TASK GOAL: Return the entries in their entirety, precisely as given.

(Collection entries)

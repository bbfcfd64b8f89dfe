//! Batch outcome shared by the processor, the checkpointers and the runner.
//!
//! Every way a batch can end is a value of [`StoreResult`], so the runner
//! branches on one type instead of matching error kinds.

use std::fmt;

use crate::model::Position;

/// Outcome of applying a batch and (possibly) advancing its checkpoint.
#[must_use]
#[derive(Debug, Clone, PartialEq, Eq)]
pub enum StoreResult {
    /// Batch applied and checkpoint advanced (or nothing to do).
    Success,
    /// Batch rejected; the checkpoint did not move.
    Failure(FailureReason),
}

impl StoreResult {
    pub fn is_success(&self) -> bool {
        matches!(self, Self::Success)
    }

    pub fn failure(&self) -> Option<&FailureReason> {
        match self {
            Self::Success => None,
            Self::Failure(reason) => Some(reason),
        }
    }

    pub fn transient(message: impl Into<String>) -> Self {
        Self::Failure(FailureReason::Transient(message.into()))
    }

    pub fn conflict(expected: Option<Position>, actual: Option<Position>) -> Self {
        Self::Failure(FailureReason::Conflict { expected, actual })
    }
}

/// Why a batch did not commit.
#[derive(Debug, Clone, PartialEq, Eq)]
pub enum FailureReason {
    /// Event store or relational store unavailable, timed out, or a commit
    /// failed.
    Transient(String),
    /// The stored checkpoint no longer matched the expected previous
    /// position. Another writer advanced the subscription.
    Conflict {
        expected: Option<Position>,
        actual: Option<Position>,
    },
    /// A handler rejected an event.
    Handler {
        event_type: String,
        position: Position,
        message: String,
    },
    /// The batch was not strictly position-ascending.
    ContractViolation(String),
}

impl FailureReason {
    /// Whether retrying the same work after a backoff can succeed.
    pub fn is_retryable(&self) -> bool {
        matches!(self, Self::Transient(_) | Self::Handler { .. })
    }

    pub fn is_conflict(&self) -> bool {
        matches!(self, Self::Conflict { .. })
    }

    /// Short label for structured logging.
    pub fn kind(&self) -> &'static str {
        match self {
            Self::Transient(_) => "transient",
            Self::Conflict { .. } => "conflict",
            Self::Handler { .. } => "handler",
            Self::ContractViolation(_) => "contract_violation",
        }
    }
}

fn fmt_position(position: &Option<Position>) -> String {
    position
        .map(|p| p.to_string())
        .unwrap_or_else(|| "none".to_string())
}

impl fmt::Display for FailureReason {
    fn fmt(&self, f: &mut fmt::Formatter<'_>) -> fmt::Result {
        match self {
            Self::Transient(message) => write!(f, "transient store error: {message}"),
            Self::Conflict { expected, actual } => write!(
                f,
                "checkpoint conflict: expected {}, found {}",
                fmt_position(expected),
                fmt_position(actual)
            ),
            Self::Handler {
                event_type,
                position,
                message,
            } => write!(
                f,
                "handler failed on {event_type} at position {position}: {message}"
            ),
            Self::ContractViolation(message) => write!(f, "invalid batch: {message}"),
        }
    }
}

OUTPUT BELOW:
repository bbfcfd64b8f89dfe
//! Batch outcome shared by the processor, the checkpointers and the runner.
//!
//! Every way a batch can end is a value of [`StoreResult`], so the runner
//! branches on one type instead of matching error kinds.

use std::fmt;

use crate::model::Position;

/// Outcome of applying a batch and (possibly) advancing its checkpoint.
#[must_use]
#[derive(Debug, Clone, PartialEq, Eq)]
pub enum StoreResult {
    /// Batch applied and checkpoint advanced (or nothing to do).
    Success,
    /// Batch rejected; the checkpoint did not move.
    Failure(FailureReason),
}

impl StoreResult {
    pub fn is_success(&self) -> bool {
        matches!(self, Self::Success)
    }

    pub fn failure(&self) -> Option<&FailureReason> {
        match self {
            Self::Success => None,
            Self::Failure(reason) => Some(reason),
        }
    }

    pub fn transient(message: impl Into<String>) -> Self {
        Self::Failure(FailureReason::Transient(message.into()))
    }

    pub fn conflict(expected: Option<Position>, actual: Option<Position>) -> Self {
        Self::Failure(FailureReason::Conflict { expected, actual })
    }
}

/// Why a batch did not commit.
#[derive(Debug, Clone, PartialEq, Eq)]
pub enum FailureReason {
    /// Event store or relational store unavailable, timed out, or a commit
    /// failed.
    Transient(String),
    /// The stored checkpoint no longer matched the expected previous
    /// position. Another writer advanced the subscription.
    Conflict {
        expected: Option<Position>,
        actual: Option<Position>,
    },
    /// A handler rejected an event.
    Handler {
        event_type: String,
        position: Position,
        message: String,
    },
    /// The batch was not strictly position-ascending.
    ContractViolation(String),
}

impl FailureReason {
    /// Whether retrying the same work after a backoff can succeed.
    pub fn is_retryable(&self) -> bool {
        matches!(self, Self::Transient(_) | Self::Handler { .. })
    }

    pub fn is_conflict(&self) -> bool {
        matches!(self, Self::Conflict { .. })
    }

    /// Short label for structured logging.
    pub fn kind(&self) -> &'static str {
        match self {
            Self::Transient(_) => "transient",
            Self::Conflict { .. } => "conflict",
            Self::Handler { .. } => "handler",
            Self::ContractViolation(_) => "contract_violation",
        }
    }
}

fn fmt_position(position: &Option<Position>) -> String {
    position
        .map(|p| p.to_string())
        .unwrap_or_else(|| "none".to_string())
}

impl fmt::Display for FailureReason {
    fn fmt(&self, f: &mut fmt::Formatter<'_>) -> fmt::Result {
        match self {
            Self::Transient(message) => write!(f, "transient store error: {message}"),
            Self::Conflict { expected, actual } => write!(
                f,
                "checkpoint conflict: expected {}, found {}",
                fmt_position(expected),
                fmt_position(actual)
            ),
            Self::Handler {
                event_type,
                position,
                message,
            } => write!(
                f,
                "handler failed on {event_type} at position {position}: {message}"
            ),
            Self::ContractViolation(message) => write!(f, "invalid batch: {message}"),
        }
    }
}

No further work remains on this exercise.